Question: k-mer counting into R using perfect hashing
4
Macherki M E120 wrote:

I worked in DNA K-mers counting and I prepare this formulation to solve the counting using perfect hash table :  Using Rcpp API(C++) to integrate the code into R:

`````` #include <Rcpp.h>
using namespace Rcpp;
/*
this code can be used with c++ by replacing IntegerVector by std::vector<int>
*/
//************************************************
inline const short int V (const char x){
switch(x){
case 'A':case 'a':
return 0;
break;
case 'C':case 'c':
return 1;
break;
case 'G':case 'g':
return 2;
break;
default:
return 3;
break;
}

}

inline unsigned int  X0( const std::string A,const int k ,const int n){
unsigned int  result=0;
int j=k;
for( int i=n-1;i>n-k-1;i--) {
result+= pow(4,k-j)*V(A[i]);
j--;
}
return result;
}

// [[Rcpp::export]]
inline IntegerVector kmer4(const std::string A,const int n,const int k)
{

IntegerVector P(pow(4,k));
int x=X0(A,k,n);
P[x]++;
const int N=pow(4,k-1);
for( int i=n-k-1;i>-1;i--){
x=N*V(A[i])+x/4-x%4/4;
P[x]++;
}
return P;
}
``````

There are two questions:

Assuming the index x of a kmer,the compliment of x is then (4^k)-x-1. Can we get the reverse using a numeric operation like preceding formula? There are two problems in running time: iteration over the string and vector creation where the k is over then 8. Are there ideas to solve these problems?

rcpp hashing c++ R k-mer • 2.0k views
modified 3.8 years ago • written 4.0 years ago by Macherki M E120
2

I'm not sure if you are doing this as a programming problem, or if you are more interested in the functionality of the software. If it is the latter, consider taking a look at the Bioconductor Biostrings package.

1

I'm also not sure about your goal. What are you trying to accomplish?

I am not very smart in bit transformation. I look to get the index of the reverse compliment of a k-mer parting from the original index.The compliment is solved but the reverse is more complicated. Second, I hope a collaboration to fast up the code overcoming principal bugs: string iteration and vector creation.

1

"Can you encode DNA, somehow, such that you can use a bitwise operator to reverse compliment it?"

?

1

Yes, how we can count kmers for the sequence and it 's reverse compliment at the same time?

5
John12k wrote:

I'll admit that I was a bit, um... chemically handicapped... last night when I tried to solve this puzzle.

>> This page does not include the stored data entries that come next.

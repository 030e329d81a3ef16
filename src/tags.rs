//! The field annotation mini-language: naming tags pick the emitted name,
//! attribute tags add key:value pairs to leaf properties.

use serde_json::{Map, Value};

use crate::errors::MappingError;
use crate::model::Field;

/// Naming tag token that removes a field from the output entirely.
pub const SKIP_SENTINEL: &str = "-";

/// Interpreted annotations for one field.
#[derive(Debug, Default)]
pub struct FieldTags {
    /// Name to emit the field under. `None` falls back to the declared name.
    pub external_name: Option<String>,
    pub skip: bool,
    /// Extra key:value pairs merged into the leaf property object.
    pub attributes: Map<String, Value>,
}

/// Parse a field's raw tag strings.
///
/// The naming tag's first comma-separated token is the external name; `-`
/// skips the field. Attribute segments must have a `key:value` shape; the
/// value keeps any further colons. Whitespace is significant throughout.
pub fn interpret(field: &Field) -> Result<FieldTags, MappingError> {
    let mut tags = FieldTags::default();

    if let Some(raw) = &field.naming_tag {
        let first = raw.split(',').next().unwrap_or("");
        if first == SKIP_SENTINEL {
            tags.skip = true;
            return Ok(tags);
        }
        if !first.is_empty() {
            tags.external_name = Some(first.to_string());
        }
    }

    if let Some(raw) = &field.attr_tag
        && !raw.is_empty()
    {
        for segment in raw.split(',') {
            let (key, value) = segment.split_once(':').ok_or_else(|| {
                MappingError::MalformedAttribute {
                    field: field
                        .name
                        .clone()
                        .unwrap_or_else(|| "<anonymous>".to_string()),
                    segment: segment.to_string(),
                }
            })?;
            tags.attributes
                .insert(key.to_string(), Value::String(value.to_string()));
        }
    }

    Ok(tags)
}

#[cfg(test)]
mod tests {
    use super::*;
    use crate::model::TypeRef;

    fn field(naming: Option<&str>, attr: Option<&str>) -> Field {
        Field {
            name: Some("name".to_string()),
            ty: TypeRef::Named("String".to_string()),
            naming_tag: naming.map(str::to_string),
            attr_tag: attr.map(str::to_string),
        }
    }

    #[test]
    fn test_naming_tag_first_token() {
        let tags = interpret(&field(Some("user_name,omitempty"), None)).unwrap();
        assert_eq!(tags.external_name, Some("user_name".to_string()));
        assert!(!tags.skip);
    }

    #[test]
    fn test_skip_sentinel() {
        let tags = interpret(&field(Some("-"), None)).unwrap();
        assert!(tags.skip);
        assert_eq!(tags.external_name, None);
    }

    #[test]
    fn test_empty_first_token_falls_back() {
        let tags = interpret(&field(Some(",omitempty"), None)).unwrap();
        assert_eq!(tags.external_name, None);
        let tags = interpret(&field(Some(""), None)).unwrap();
        assert_eq!(tags.external_name, None);
    }

    #[test]
    fn test_attribute_pairs() {
        let tags =
            interpret(&field(None, Some("analyzer:ik_smart,index:false"))).unwrap();
        assert_eq!(tags.attributes["analyzer"], "ik_smart");
        assert_eq!(tags.attributes["index"], "false");
    }

    #[test]
    fn test_attribute_value_keeps_extra_colons() {
        let tags = interpret(&field(None, Some("format:HH:mm:ss"))).unwrap();
        assert_eq!(tags.attributes["format"], "HH:mm:ss");
    }

    #[test]
    fn test_attribute_whitespace_is_significant() {
        let tags = interpret(&field(None, Some("analyzer:ik_smart, index:false"))).unwrap();
        assert_eq!(tags.attributes[" index"], "false");
    }

    #[test]
    fn test_malformed_attribute_errors() {
        let err = interpret(&field(None, Some("analyzer"))).unwrap_err();
        match err {
            MappingError::MalformedAttribute { field, segment } => {
                assert_eq!(field, "name");
                assert_eq!(segment, "analyzer");
            }
            other => panic!("unexpected error: {other}"),
        }
    }

    #[test]
    fn test_empty_attribute_tag_is_noop() {
        let tags = interpret(&field(None, Some(""))).unwrap();
        assert!(tags.attributes.is_empty());
    }
}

Don't drink and bitshift. So i've tidied it up a bit this morning and posted it as a more coherent answer. A refactor of shame.

There is no need for an operation to reverse compliment DNA that you've encoded - it is, by nature of being DNA, already reversed complimented. Complementation is built into the genetic code, and reversing a binary series is another way to say decode it backwards. Therefore, we can encode our DNA in any 2bit format we like, then by changing how we conceptualise what we have just written to memory, it is already reverse complimented.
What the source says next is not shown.